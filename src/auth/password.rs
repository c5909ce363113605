// Password hashing, isolated from `jwt.rs` so call sites never import
// `bcrypt` directly.

use anyhow::{Context, Result};

const BCRYPT_COST: u32 = bcrypt::DEFAULT_COST;

pub fn hash_password(plain: &str) -> Result<String> {
    bcrypt::hash(plain, BCRYPT_COST).context("failed to hash password")
}

pub fn verify_password(plain: &str, hash: &str) -> Result<bool> {
    bcrypt::verify(plain, hash).context("failed to verify password")
}

#[cfg(test)]
mod tests {
    use super::*;

    #[test]
    fn hash_then_verify_succeeds() {
        let hash = hash_password("correct horse battery staple").unwrap();
        assert!(verify_password("correct horse battery staple", &hash).unwrap());
    }

    #[test]
    fn wrong_password_fails_verify() {
        let hash = hash_password("correct horse battery staple").unwrap();
        assert!(!verify_password("wrong password", &hash).unwrap());
    }

    #[test]
    fn hash_is_salted_per_call() {
        let a = hash_password("same-input").unwrap();
        let b = hash_password("same-input").unwrap();
        assert_ne!(a, b);
    }
}
// =============================================================================
// WebSocket Handler — Push-based arena state updates
// =============================================================================
//
// Clients connect to `/ws?token=<jwt>` (or send `Authorization: Bearer`, but
// browsers cannot set arbitrary headers on the upgrade request) and receive:
//   1. An immediate catch-up snapshot — the `Broadcaster`'s last published
//      blob — on connect.
//   2. Every subsequent blob the scheduler publishes after a bot's turn.
//
// Grounded on the teacher's `api/ws.rs` push/recv `tokio::select!` loop,
// generalized from a single polled `state_version` counter to subscribing
// directly to the `Broadcaster`'s `tokio::sync::broadcast` channel (C9).
// =============================================================================

use std::sync::Arc;

use axum::extract::ws::{Message, WebSocket};
use axum::extract::{State, WebSocketUpgrade};
use axum::response::IntoResponse;
use futures_util::{SinkExt, StreamExt};
use tracing::{debug, info, warn};

use crate::auth::AuthUser;
use crate::state::AppState;

pub async fn handler(
    ws: WebSocketUpgrade,
    State(state): State<Arc<AppState>>,
    actor: AuthUser,
) -> impl IntoResponse {
    info!(user_id = %actor.user_id, "websocket connection accepted — upgrading");
    ws.on_upgrade(move |socket| handle_connection(socket, state))
}

async fn handle_connection(socket: WebSocket, state: Arc<AppState>) {
    let (mut sender, mut receiver) = socket.split();
    let mut updates = state.broadcaster.subscribe();

    let catch_up = state.broadcaster.current();
    if !catch_up.is_null() {
        if let Ok(json) = serde_json::to_string(&catch_up) {
            if sender.send(Message::Text(json.into())).await.is_err() {
                return;
            }
        }
    }

    loop {
        tokio::select! {
            update = updates.recv() => {
                match update {
                    Ok(blob) => {
                        match serde_json::to_string(&blob) {
                            Ok(json) => {
                                if sender.send(Message::Text(json.into())).await.is_err() {
                                    debug!("websocket send failed — disconnecting");
                                    break;
                                }
                            }
                            Err(e) => warn!(error = %e, "failed to serialize arena state blob"),
                        }
                    }
                    Err(tokio::sync::broadcast::error::RecvError::Lagged(skipped)) => {
                        warn!(skipped, "websocket client lagged behind broadcast — disconnecting");
                        break;
                    }
                    Err(tokio::sync::broadcast::error::RecvError::Closed) => break,
                }
            }

            msg = receiver.next() => {
                match msg {
                    Some(Ok(Message::Ping(data))) => {
                        if sender.send(Message::Pong(data)).await.is_err() {
                            break;
                        }
                    }
                    Some(Ok(Message::Close(_))) => {
                        info!("websocket close frame received — disconnecting");
                        break;
                    }
                    Some(Ok(_)) => {}
                    Some(Err(e)) => {
                        warn!(error = %e, "websocket receive error — disconnecting");
                        break;
                    }
                    None => break,
                }
            }
        }
    }
}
-.-.-
**YOUR INSTRUCTIONS**. Find the word "RecvError" in the entries above and gather every line that holds it.

**ANSWER TO THE PROBLEM**.
                    Err(tokio::sync::broadcast::error::RecvError::Lagged(skipped)) => {
                    Err(tokio::sync::broadcast::error::RecvError::Closed) => break,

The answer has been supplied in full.